A Ukrainian researcher proceeds to deal devastating blows to the Conti ransomware operation, leaking further internal conversations, as properly as the supply for their ransomware, administrative panels, and extra.
It has been very a damaging week for Conti right after they sided with Russia on the invasion of Ukraine and upset Ukrainian adverts (affiliates) and a researcher who has been secretly snooping on their procedure.
On Sunday, a Ukrainian researcher using the Twitter handle @ContiLeaks leaked 393 JSON files containing over 60,000 inside messages taken from the Conti and Ryuk ransomware gang’s private XMPP chat server.
These conversations were being from January 21st, 2021, by way of February 27th, 2022, giving a treasure trove of info on the cybercrime corporation, these kinds of as bitcoin addresses, how the gang is organized as a small business, evading regulation enforcement, how they conduct their assaults, and considerably much more.
On Monday, the researcher saved leaking a lot more damaging Conti details, which includes an supplemental 148 JSON data files made up of 107,000 internal messages because June 2020, which is all around when the Conti ransomware procedure was very first launched.
ContiLeaks began releasing more facts all through the night time, which include the supply code for the gang’s administrative panel, the BazarBackdoor API, screenshots of storage servers, and additional.
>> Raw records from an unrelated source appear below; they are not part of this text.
//! The QBE textual IR vocabulary this front-end emits (spec.md §4.4, §6):
//! base types, operand forms, and a small line-buffering [`Writer`].
//!
//! Grounded on `examples/original_source/src/analyze.c`'s string-building
//! emit helpers (`qbe_write_var`/`qbe_write_type`, and the `%temp_N`/
//! `%ident_NAME` naming scheme `ctx_new_temp` and `qbe_write_var` build),
//! re-expressed with Rust's `fmt::Display` instead of hand-rolled `fprintf`
//! calls into a `FILE *`. The deferred `data $_data_N` table has no
//! counterpart in `analyze.c` (it never backs string literals with static
//! data) — it's this rewrite's own addition to cover spec.md §4.4's string
//! and character literal handling.

use std::fmt;
use std::io;

use cqc_util::Symbol;

/// A QBE base type tag. `Void` is a marker for "no result value", not a
/// real QBE keyword — it's never printed.
#[derive(Clone, Copy, Debug, PartialEq, Eq)]
pub enum QbeType {
    W,
    L,
    Sb,
    Ub,
    S,
    Void,
}

impl QbeType {
    pub fn text(self) -> &'static str {
        match self {
            QbeType::W => "w",
            QbeType::L => "l",
            QbeType::Sb => "sb",
            QbeType::Ub => "ub",
            QbeType::S => "s",
            QbeType::Void => "",
        }
    }

    pub fn is_void(self) -> bool {
        matches!(self, QbeType::Void)
    }

    /// The width QBE arithmetic actually computes in: sub-word types are
    /// only ever load/store widths, never the type of a temporary.
    pub fn arithmetic_type(self) -> QbeType {
        match self {
            QbeType::Sb | QbeType::Ub => QbeType::W,
            other => other,
        }
    }
}

impl fmt::Display for QbeType {
    fn fmt(&self, f: &mut fmt::Formatter<'_>) -> fmt::Result {
        write!(f, "{}", self.text())
    }
}

/// One QBE operand (spec.md §4.4 "Value form"), plus the literal immediate
/// form QBE's instruction syntax accepts directly (e.g. the `1` in
/// `mul <i>, 1`) — the prose enumerates named operand forms but every
/// worked example embeds bare integer immediates, so `Const` rounds out
/// the vocabulary rather than routing every literal through a temporary.
#[derive(Clone, Debug, PartialEq, Eq)]
pub enum Operand {
    /// A literal integer immediate, used directly in instruction text.
    Const(i64),
    /// `%temp_N` — a fresh SSA temporary.
    Temp(u32),
    /// `%ident_D_NAME` — the stack slot for a named variable declared at
    /// scope depth `D`.
    Local { scope: u32, name: Symbol },
    /// `%param_NAME` — a function parameter's incoming value, before it
    /// is copied into its own stack slot at function entry.
    Param(Symbol),
    /// `$NAME` — a function reference, used as an lvalue for calls.
    FuncRef(Symbol),
    /// `$_data_N` — a read-only data blob (string literal backing store).
    Data(u32),
    /// `%result` — the one designated temporary every `return` in a
    /// function stores its value into before jumping to `@end` (spec.md
    /// §4.4 "Function definitions").
    Result,
}

impl fmt::Display for Operand {
    fn fmt(&self, f: &mut fmt::Formatter<'_>) -> fmt::Result {
        match self {
            Operand::Const(n) => write!(f, "{n}"),
            Operand::Temp(n) => write!(f, "%temp_{n}"),
            Operand::Local { scope, name } => write!(f, "%ident_{scope}_{}", name.as_str()),
            Operand::Param(name) => write!(f, "%param_{}", name.as_str()),
            Operand::FuncRef(name) => write!(f, "${}", name.as_str()),
            Operand::Data(n) => write!(f, "$_data_{n}"),
            Operand::Result => write!(f, "%result"),
        }
    }
}

/// Generates `%temp_N` operands with strictly increasing `N`, reset once
/// per compile (spec.md §5: "per-context" counters, never global).
#[derive(Default)]
pub struct TempCounter(u32);

impl TempCounter {
    pub fn fresh(&mut self) -> Operand {
        let id = self.0;
        self.0 += 1;
        Operand::Temp(id)
    }
}

/// Generates globally unique `@name_N` labels.
#[derive(Default)]
pub struct LabelCounter(u32);

impl LabelCounter {
    pub fn fresh(&mut self, hint: &str) -> String {
        let id = self.0;
        self.0 += 1;
        format!("{hint}_{id}")
    }
}

/// Buffers emitted function text and the deferred read-only data table,
/// then flushes both to the compile's output sink in one shot: all
/// function definitions first, in source order, followed by every
/// `data $_data_N` blob collected while walking string literals
/// (spec.md §4.4 "String and character literals").
pub struct Writer {
    functions: String,
    data: Vec<(u32, Vec<u8>)>,
}

impl Writer {
    pub fn new() -> Self {
        Self {
            functions: String::new(),
            data: Vec::new(),
        }
    }

    pub fn raw_line(&mut self, line: impl AsRef<str>) {
        self.functions.push_str(line.as_ref());
        self.functions.push('\n');
    }

    pub fn blank_line(&mut self) {
        self.functions.push('\n');
    }

    /// `\t%dst =<ty> opcode arg1, arg2, ...`
    pub fn assign(&mut self, dst: &Operand, ty: QbeType, opcode: &str, args: &[String]) {
        if args.is_empty() {
            self.raw_line(format!("\t{dst} ={ty} {opcode}"));
        } else {
            self.raw_line(format!("\t{dst} ={ty} {opcode} {}", args.join(", ")));
        }
    }

    /// An instruction with no result: `store<ty>`, bare `call`, terminators.
    pub fn stmt(&mut self, text: impl AsRef<str>) {
        self.raw_line(format!("\t{}", text.as_ref()));
    }

    pub fn label(&mut self, name: &str) {
        self.raw_line(format!("@{name}"));
    }

    pub fn push_data(&mut self, id: u32, bytes: Vec<u8>) {
        self.data.push((id, bytes));
    }

    pub fn finish(self, out: &mut dyn io::Write) -> io::Result<()> {
        out.write_all(self.functions.as_bytes())?;
        for (id, bytes) in self.data {
            let items = bytes
                .iter()
                .map(|b| format!("b {b}"))
                .collect::<Vec<_>>()
                .join(", ");
            writeln!(out, "data $_data_{id} = {{ {items} }}")?;
        }
        Ok(())
    }
}

impl Default for Writer {
    fn default() -> Self {
        Self::new()
    }
}

#[cfg(test)]
mod tests {
    use super::*;

    #[test]
    fn temp_counter_is_strictly_increasing() {
        let mut temps = TempCounter::default();
        assert_eq!(temps.fresh().to_string(), "%temp_0");
        assert_eq!(temps.fresh().to_string(), "%temp_1");
    }

    #[test]
    fn label_counter_is_globally_unique_across_hints() {
        let mut labels = LabelCounter::default();
        assert_eq!(labels.fresh("cond"), "cond_0");
        assert_eq!(labels.fresh("body"), "body_1");
    }

    #[test]
    fn finish_emits_functions_then_data() {
        let mut w = Writer::new();
        w.raw_line("export function w $main() {");
        w.raw_line("@start");
        w.stmt("ret 0");
        w.raw_line("}");
        w.push_data(0, vec![b'h', b'i', 0]);

        let mut out = Vec::new();
        w.finish(&mut out).unwrap();
        let text = String::from_utf8(out).unwrap();
        assert!(text.find("export function").unwrap() < text.find("data $_data_0").unwrap());
        assert!(text.contains("data $_data_0 = { b 104, b 105, b 0 }"));
    }
}
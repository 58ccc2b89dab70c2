//! `cqc`: an illustrative CLI front end for the library crate. Parses two
//! positional arguments, installs a `tracing-subscriber` controlled by
//! `RUST_LOG`/`--verbose`, and maps `cqc_drv::run`'s result to an exit code
//! (spec.md §12).

use std::path::PathBuf;

use clap::Parser;
use cqc_drv::Config;
use tracing_subscriber::EnvFilter;

#[derive(Parser)]
#[command(name = "cqc", version, about = "A single-pass C-subset compiler front end emitting QBE IR")]
struct Args {
    /// Path to the preprocessed C-subset source file.
    input: PathBuf,

    /// Path to write the generated QBE IR text to.
    output: PathBuf,

    /// Enable verbose phase-boundary logging (same effect as RUST_LOG=info).
    #[arg(short, long)]
    verbose: bool,
}

fn main() {
    let args = Args::parse();

    let filter = if args.verbose {
        EnvFilter::try_from_default_env().unwrap_or_else(|_| EnvFilter::new("info"))
    } else {
        EnvFilter::try_from_default_env().unwrap_or_else(|_| EnvFilter::new("warn"))
    };
    tracing_subscriber::fmt().with_env_filter(filter).with_writer(std::io::stderr).init();

    let config = Config {
        input: args.input,
        output: args.output,
        verbose: args.verbose,
    };

    if let Err(err) = cqc_drv::run(&config) {
        eprintln!("{err}");
        std::process::exit(1);
    }
}
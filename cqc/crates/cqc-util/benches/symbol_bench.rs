//! Symbol module benchmarks
//!
//! These benchmarks measure the performance of symbol interning operations.
//! Run with: `cargo bench --bench symbol_bench`

use criterion::{black_box, criterion_group, criterion_main, Criterion, BenchmarkId, Throughput};
use cqc_util::symbol::Symbol;

/// Benchmark basic symbol interning
fn bench_intern(c: &mut Criterion) {
    let mut group = c.benchmark_group("intern");
    group.throughput(Throughput::Elements(1));

    // Benchmark interning a new string (miss)
    group.bench_function("intern_new_string", |b| {
        let mut counter = 0u64;
        b.iter(|| {
            counter += 1;
            Symbol::intern(&format!("new_string_{}", counter))
        })
    });

    // Benchmark interning an existing string (hit)
    group.bench_function("intern_existing_string", |b| {
        let _sym = Symbol::intern("existing_string");
        b.iter(|| {
            black_box(Symbol::intern("existing_string"))
        })
    });

    // Benchmark interning known keywords
    group.bench_function("intern_known_keyword", |b| {
        b.iter(|| {
            black_box(Symbol::intern_known("fn"))
        })
    });

    group.finish();
}

/// Benchmark symbol comparison
fn bench_comparison(c: &mut Criterion) {
    let mut group = c.benchmark_group("comparison");
    group.throughput(Throughput::Elements(1));

    let sym1 = Symbol::intern("hello");
    let sym2 = Symbol::intern("hello");
    let sym3 = Symbol::intern("world");

    // Benchmark symbol-to-symbol comparison
    group.bench_function("symbol_eq_symbol", |b| {
        b.iter(|| {
            black_box(sym1 == sym2);
            black_box(sym1 == sym3);
        })
    });

    // Benchmark symbol-to-string comparison
    group.bench_function("symbol_eq_str", |b| {
        b.iter(|| {
            black_box(sym1.eq_str("hello"));
            black_box(sym1.eq_str("world"));
        })
    });

    // Benchmark string-to-string comparison (baseline)
    group.bench_function("str_eq_str", |b| {
        let s1 = "hello";
        let s2 = "world";
        b.iter(|| {
            black_box(s1 == "hello");
            black_box(s1 == s2);
        })
    });

    group.finish();
}

/// Benchmark string retrieval
fn bench_string_retrieval(c: &mut Criterion) {
    let mut group = c.benchmark_group("string_retrieval");
    group.throughput(Throughput::Elements(1));

    let sym = Symbol::intern("test_string");

    group.bench_function("as_str", |b| {
        b.iter(|| {
            black_box(sym.as_str())
        })
    });

    group.bench_function("to_string", |b| {
        b.iter(|| {
            black_box(sym.to_string())
        })
    });

    group.finish();
}

/// Benchmark utility methods
fn bench_utilities(c: &mut Criterion) {
    let mut group = c.benchmark_group("utilities");
    group.throughput(Throughput::Elements(1));

    let empty = Symbol::intern("");
    let short = Symbol::intern("a");
    let medium = Symbol::intern("hello_world");
    let long = Symbol::intern(&"a".repeat(1000));

    group.bench_function("is_empty", |b| {
        b.iter(|| {
            black_box(empty.is_empty());
            black_box(short.is_empty());
            black_box(medium.is_empty());
            black_box(long.is_empty());
        })
    });

    group.bench_function("len", |b| {
        b.iter(|| {
            black_box(empty.len());
            black_box(short.len());
            black_box(medium.len());
            black_box(long.len());
        })
    });

    group.bench_function("starts_with", |b| {
        b.iter(|| {
            black_box(medium.starts_with("hello"));
            black_box(medium.starts_with("world"));
        })
    });

    group.bench_function("ends_with", |b| {
        b.iter(|| {
            black_box(medium.ends_with("world"));
            black_box(medium.ends_with("hello"));
        })
    });

    group.finish();
}

/// Benchmark statistics retrieval
fn bench_statistics(c: &mut Criterion) {
    let mut group = c.benchmark_group("statistics");
    group.throughput(Throughput::Elements(1));

    // Pre-populate the interner
    for i in 0..1000 {
        let _ = Symbol::intern(&format!("bench_{}", i));
    }

    group.bench_function("stats_struct", |b| {
        b.iter(|| {
            black_box(Symbol::stats_struct())
        })
    });

    group.bench_function("stats_tuple", |b| {
        b.iter(|| {
            black_box(Symbol::stats())
        })
    });

    group.finish();
}

/// Benchmark with varying string sizes
fn bench_varying_sizes(c: &mut Criterion) {
    let mut group = c.benchmark_group("varying_sizes");

    let sizes = [1, 10, 100, 1000, 10000];

    for &size in &sizes {
        let string = "a".repeat(size);
        group.bench_with_input(
            BenchmarkId::new("intern", size),
            &string,
            |b, s| {
                b.iter(|| {
                    black_box(Symbol::intern(s))
                })
            },
        );
    }

    group.finish();
}

/// Benchmark concurrent interning
fn bench_concurrent(c: &mut Criterion) {
    use std::thread;

    let mut group = c.benchmark_group("concurrent");

    let thread_counts = [1, 2, 4, 8];

    for &num_threads in &thread_counts {
        group.bench_with_input(
            BenchmarkId::new("concurrent_intern", num_threads),
            &num_threads,
            |b, &n| {
                b.iter(|| {
                    let handles: Vec<_> = (0..n)
                        .map(|i| {
                            thread::spawn(move || {
                                for j in 0..100 {
                                    let _ = Symbol::intern(&format!("thread_{}_{}", i, j));
                                }
                            })
                        })
                        .collect();

                    for h in handles {
                        h.join().unwrap();
                    }
                })
            },
        );
    }

    group.finish();
}

criterion_group!(
    benches,
    bench_intern,
    bench_comparison,
    bench_string_retrieval,
    bench_utilities,
    bench_statistics,
    bench_varying_sizes,
    bench_concurrent,
);

criterion_main!(benches);
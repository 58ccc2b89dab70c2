use criterion::{black_box, criterion_group, criterion_main, Criterion};

use cqc_lex::tokenize;
use cqc_util::FileId;

fn synthetic_source(functions: usize) -> String {
    let mut src = String::new();
    for i in 0..functions {
        src.push_str(&format!(
            "int f{i}(int a, int b) {{ int t; t = a + b * 2; while (t < 100) {{ t = t + 1; }} return t; }}\n"
        ));
    }
    src
}

fn bench_lexer(c: &mut Criterion) {
    let small = synthetic_source(10);
    let large = synthetic_source(1000);

    c.bench_function("tokenize_small", |b| {
        b.iter(|| tokenize(black_box(&small), FileId::DUMMY).unwrap())
    });

    c.bench_function("tokenize_large", |b| {
        b.iter(|| tokenize(black_box(&large), FileId::DUMMY).unwrap())
    });
}

criterion_group!(benches, bench_lexer);
criterion_main!(benches);
//! Core utilities shared by every phase of the compiler: an append-only
//! indexed arena, string interning, source spans, and diagnostics.
//!
//! None of these types know anything about C syntax or QBE — they are the
//! load-bearing plumbing the lexer, parser, and analyzer/codegen crates
//! build on, kept in one crate so a type defined once (a `Span`, a
//! `Symbol`) means the same thing everywhere.

pub mod index_vec;
pub mod span;
pub mod symbol;

pub mod diagnostic;
pub mod error;

pub use diagnostic::{Diagnostic, DiagnosticCode, Handler, Level};
pub use error::{CompileError, LexError, ParseError, SymbolError, TypeError, UnsupportedError};
pub use index_vec::{Idx, IndexVec};
pub use span::{FileId, SourceFile, SourceMap, Span};
pub use symbol::Symbol;

pub use rustc_hash::{FxHashMap, FxHashSet};
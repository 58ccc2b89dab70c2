//! Error types shared across the compiler's phases.
//!
//! The five enums below (`LexError`, `ParseError`, `SymbolError`, `TypeError`,
//! `UnsupportedError`) mirror the five failure categories enumerated in the
//! front-end's error-handling design: every variant carries the source
//! location and whatever kind-specific payload is needed to build a
//! [`crate::diagnostic::Diagnostic`] (e.g. the two mismatched arities, or the
//! two conflicting signatures). `CompileError` unifies them with
//! `#[from]` conversions for the driver's `Result`.
//!
//! A handful of smaller errors (`SourceMapError`, `IndexVecError`,
//! `DiagnosticError`) cover misuse of the arena/span/diagnostic plumbing
//! itself, independent of any compiled program.

use thiserror::Error;

use crate::span::Span;

/// Failures raised while turning source bytes into a token sequence.
#[derive(Debug, Error, Clone, PartialEq, Eq)]
pub enum LexError {
    #[error("{span}: unterminated string or character literal")]
    UnterminatedLiteral { span: Span },

    #[error("{span}: unknown escape sequence '\\{escape}'")]
    UnknownEscape { span: Span, escape: char },

    #[error("{span}: {kind} exceeds the {max}-byte length limit")]
    TokenTooLong {
        span: Span,
        kind: &'static str,
        max: usize,
    },

    #[error("{span}: byte 0x{byte:02x} does not begin any token")]
    UnrecognizedByte { span: Span, byte: u8 },

    #[error("{span}: character literal must contain exactly one byte, found {len}")]
    InvalidCharLiteral { span: Span, len: usize },
}

impl LexError {
    pub fn span(&self) -> Span {
        match self {
            LexError::UnterminatedLiteral { span }
            | LexError::UnknownEscape { span, .. }
            | LexError::TokenTooLong { span, .. }
            | LexError::UnrecognizedByte { span, .. }
            | LexError::InvalidCharLiteral { span, .. } => *span,
        }
    }
}

/// Failures raised while building the AST from the token sequence.
#[derive(Debug, Error, Clone, PartialEq, Eq)]
pub enum ParseError {
    #[error("{span}: unexpected token, expected {expected}")]
    UnexpectedToken { span: Span, expected: String },

    #[error("{span}: trailing comma is not allowed here")]
    TrailingComma { span: Span },

    #[error("{span}: expected a block body, not a bare declaration")]
    ExpectedBlock { span: Span },

    #[error("{span}: unexpected tokens after the last top-level declaration")]
    TrailingTokens { span: Span },
}

impl ParseError {
    pub fn span(&self) -> Span {
        match self {
            ParseError::UnexpectedToken { span, .. }
            | ParseError::TrailingComma { span }
            | ParseError::ExpectedBlock { span }
            | ParseError::TrailingTokens { span } => *span,
        }
    }
}

/// Failures raised by the scope stack while resolving or inserting names.
#[derive(Debug, Error, Clone, PartialEq, Eq)]
pub enum SymbolError {
    #[error("{span}: use of undeclared identifier '{name}'")]
    Undeclared { span: Span, name: String },

    #[error("{span}: redeclaration of '{name}' (first declared at {first_span})")]
    Redeclared {
        span: Span,
        name: String,
        first_span: Span,
    },

    #[error("{span}: definition of '{name}' does not match its forward declaration at {first_span}")]
    SignatureMismatch {
        span: Span,
        name: String,
        first_span: Span,
    },
}

impl SymbolError {
    pub fn span(&self) -> Span {
        match self {
            SymbolError::Undeclared { span, .. }
            | SymbolError::Redeclared { span, .. }
            | SymbolError::SignatureMismatch { span, .. } => *span,
        }
    }
}

/// Failures raised by the type checker half of the fused analyzer/codegen pass.
#[derive(Debug, Error, Clone, PartialEq, Eq)]
pub enum TypeError {
    #[error("{span}: operand of '{op}' is not a primitive type")]
    NonPrimitiveOperand { span: Span, op: &'static str },

    #[error("{span}: '{callee}' expects {expected} argument(s), got {found}")]
    ArityMismatch {
        span: Span,
        callee: String,
        expected: usize,
        found: usize,
    },

    #[error("{span}: argument {index} of '{callee}' has the wrong type")]
    ArgumentMismatch {
        span: Span,
        callee: String,
        index: usize,
    },

    #[error("{span}: returned value does not match the function's return type")]
    ReturnMismatch { span: Span },

    #[error("{span}: cannot dereference a non-pointer value")]
    DerefNonPointer { span: Span },

    #[error("{span}: cannot assign a value of a different type")]
    AssignMismatch { span: Span },

    #[error("{span}: an lvalue is required here")]
    LvalueRequired { span: Span },

    #[error("{span}: pointer arithmetic between two pointers is not allowed")]
    PointerArithmetic { span: Span },

    #[error("{span}: called value is not a function")]
    NotCallable { span: Span },
}

impl TypeError {
    pub fn span(&self) -> Span {
        match self {
            TypeError::NonPrimitiveOperand { span, .. }
            | TypeError::ArityMismatch { span, .. }
            | TypeError::ArgumentMismatch { span, .. }
            | TypeError::ReturnMismatch { span }
            | TypeError::DerefNonPointer { span }
            | TypeError::AssignMismatch { span }
            | TypeError::LvalueRequired { span }
            | TypeError::PointerArithmetic { span }
            | TypeError::NotCallable { span } => *span,
        }
    }
}

/// A construct that is syntactically well-formed but outside this front-end's
/// supported subset (floating point beyond the type token, struct/union/enum,
/// goto/switch, typedefs, bit-fields, complex initializers).
#[derive(Debug, Error, Clone, PartialEq, Eq)]
#[error("{span}: unsupported construct: {what}")]
pub struct UnsupportedError {
    pub span: Span,
    pub what: String,
}

/// The unified error type returned by [`crate::diagnostic`]-producing phases
/// and ultimately by the driver's top-level `compile` entry point.
#[derive(Debug, Error, Clone, PartialEq, Eq)]
pub enum CompileError {
    #[error(transparent)]
    Lex(#[from] LexError),

    #[error(transparent)]
    Parse(#[from] ParseError),

    #[error(transparent)]
    Symbol(#[from] SymbolError),

    #[error(transparent)]
    Type(#[from] TypeError),

    #[error(transparent)]
    Unsupported(#[from] UnsupportedError),

    /// Failure writing the emitted IR to the caller's sink. Stored as a
    /// rendered message rather than the raw `io::Error` so `CompileError`
    /// can keep deriving `Clone`/`PartialEq`/`Eq` like its four language
    /// error variants.
    #[error("I/O error: {0}")]
    Io(String),
}

impl From<std::io::Error> for CompileError {
    fn from(e: std::io::Error) -> Self {
        CompileError::Io(e.to_string())
    }
}

impl CompileError {
    /// The source location the error should be reported at. I/O failures
    /// have no source location; callers that need one should check
    /// `matches!(err, CompileError::Io(_))` first.
    pub fn span(&self) -> Span {
        match self {
            CompileError::Lex(e) => e.span(),
            CompileError::Parse(e) => e.span(),
            CompileError::Symbol(e) => e.span(),
            CompileError::Type(e) => e.span(),
            CompileError::Unsupported(e) => e.span,
            CompileError::Io(_) => Span::DUMMY,
        }
    }
}

/// Error type for source map operations.
#[derive(Debug, Error)]
pub enum SourceMapError {
    #[error("File not found: {0}")]
    FileNotFound(String),

    #[error("Invalid span: start {start} > end {end}")]
    InvalidSpan { start: usize, end: usize },

    #[error("Span out of bounds: file has {file_len} bytes, span is {span_start}..{span_end}")]
    SpanOutOfBounds {
        file_len: usize,
        span_start: usize,
        span_end: usize,
    },

    #[error("Invalid line number: {line} (file has {max_lines} lines)")]
    InvalidLineNumber { line: usize, max_lines: usize },
}

/// Error type for index vector operations.
#[derive(Debug, Error)]
pub enum IndexVecError {
    #[error("Index out of bounds: index {index}, length {length}")]
    OutOfBounds { index: usize, length: usize },

    #[error("Invalid index: {0}")]
    InvalidIndex(String),
}

/// Error type for diagnostic operations.
#[derive(Debug, Error)]
pub enum DiagnosticError {
    #[error("Failed to format diagnostic: {0}")]
    FormatFailed(String),

    #[error("Invalid diagnostic code: {0}")]
    InvalidCode(String),
}

pub type SourceMapResult<T> = std::result::Result<T, SourceMapError>;
pub type IndexVecResult<T> = std::result::Result<T, IndexVecError>;
pub type DiagnosticResult<T> = std::result::Result<T, DiagnosticError>;

#[cfg(test)]
mod tests {
    use super::*;

    #[test]
    fn lex_error_carries_its_span() {
        let span = Span::point(1, 4);
        let err = LexError::UnterminatedLiteral { span };
        assert_eq!(err.span(), span);
    }

    #[test]
    fn compile_error_from_conversions() {
        let span = Span::DUMMY;
        let e: CompileError = SymbolError::Undeclared {
            span,
            name: "x".into(),
        }
        .into();
        assert_eq!(e.span(), span);
        assert!(matches!(e, CompileError::Symbol(_)));
    }

    #[test]
    fn unsupported_error_display_mentions_construct() {
        let err = UnsupportedError {
            span: Span::DUMMY,
            what: "struct definitions".into(),
        };
        let rendered = format!("{}", err);
        assert!(rendered.contains("struct definitions"));
    }
}
//! The six end-to-end scenarios (spec.md §8) driven through the `cqc`
//! binary: successful compiles produce QBE text with the shapes those
//! scenarios call for, and the two rejection scenarios fail cleanly.

use assert_cmd::Command;
use predicates::prelude::*;
use std::path::PathBuf;
use tempfile::TempDir;

fn fixtures_dir() -> PathBuf {
    PathBuf::from(env!("CARGO_MANIFEST_DIR")).join("tests").join("e2e").join("fixtures")
}

fn cqc_bin() -> PathBuf {
    PathBuf::from(env!("CARGO_BIN_EXE_cqc"))
}

fn compile_fixture(name: &str) -> (bool, String, String) {
    let temp = TempDir::new().unwrap();
    let output = temp.path().join("out.qbe");
    let input = fixtures_dir().join(name);

    let result = Command::new(cqc_bin()).arg(&input).arg(&output).output().unwrap();
    let stderr = String::from_utf8_lossy(&result.stderr).into_owned();
    let ir = std::fs::read_to_string(&output).unwrap_or_default();
    (result.status.success(), ir, stderr)
}

#[test]
fn recursive_factorial_emits_two_functions() {
    let (ok, ir, _) = compile_fixture("arithmetic.c");
    assert!(ok);
    assert_eq!(ir.matches("export function").count(), 2);
    assert!(ir.contains("$fact"));
    assert!(ir.contains("$main"));
}

#[test]
fn forward_declaration_is_promoted_to_one_definition() {
    let (ok, ir, _) = compile_fixture("functions.c");
    assert!(ok);
    assert_eq!(ir.matches("function w $f(").count(), 1);
    assert!(ir.contains("call $f("));
}

#[test]
fn pointer_arithmetic_scales_by_element_size_and_loads_signed_byte() {
    let (ok, ir, _) = compile_fixture("pointer_arith.c");
    assert!(ok);
    assert!(ir.contains(", 1"));
    assert!(ir.contains("loadsb"));
}

#[test]
fn control_flow_loop_runs_to_completion() {
    let (ok, ir, _) = compile_fixture("control_flow.c");
    assert!(ok);
    assert!(ir.contains("@cond_"));
    assert!(ir.contains("@body_"));
}

#[test]
fn loops_fixture_accumulates_a_total() {
    let (ok, ir, _) = compile_fixture("loops.c");
    assert!(ok);
    assert!(ir.contains("add"));
}

#[test]
fn variables_fixture_covers_every_primitive_kind() {
    let (ok, ir, _) = compile_fixture("variables.c");
    assert!(ok);
    assert!(ir.contains("alloc4"));
}

#[test]
fn hello_world_calls_puts_with_a_data_blob() {
    let (ok, ir, _) = compile_fixture("hello_world.c");
    assert!(ok);
    assert!(ir.contains("call $puts("));
    assert!(ir.contains("data $_data_0"));
}

#[test]
fn invalid_syntax_is_rejected_with_a_parse_diagnostic() {
    let (ok, _, stderr) = compile_fixture("invalid_syntax.c");
    assert!(!ok);
    assert!(stderr.contains("error"));
}

#[test]
fn argument_count_mismatch_is_rejected_with_a_type_diagnostic() {
    let (ok, _, stderr) = compile_fixture("sema_error.c");
    assert!(!ok);
    assert!(stderr.to_lowercase().contains("argument") || stderr.contains("expect"));
}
Nonetheless, a portion of the leak that received folks excited was a password-guarded archive containing the resource code for the Conti ransomware encryptor, decryptor, and builder.
When the leaker did not share the password publicly, yet another researcher soon cracked it, allowing anyone obtain to the supply code for the Conti ransomware malware data files.
If you are a reverse engineer, the resource code could not supply added information. Nevertheless, the supply code supplies massive insight into how the malware performs for those who can program in C, but not necessarily reverse engineer.
Though this is good for protection investigation, the community availability of this code does have its negatives.
As we observed when the HiddenTear (for “academic factors”) and Babuk ransomware supply code was produced, risk actors speedily coopt the code to launch their very own operations.
With code as tight and clean as the Conti ransomware procedure, we need to count on other danger actors to try to start their possess felony operations employing the leaked supply code.
What might be additional practical, while, is the BazarBackdoor APIs and TrickBot command and command server supply code that was introduced, as there is no way to access that details without obtaining obtain to the threat actor’s infrastructure.
As for Conti, we will have to wait around and see if this “info breach” has much of an effects on their operation.
This has been a sizeable reputational blow for the team that may induce affiliate marketers to shift to yet another ransomware operation.
But, just like all businesses, and there is no denying Conti is operate like a business, knowledge breaches come about all the time.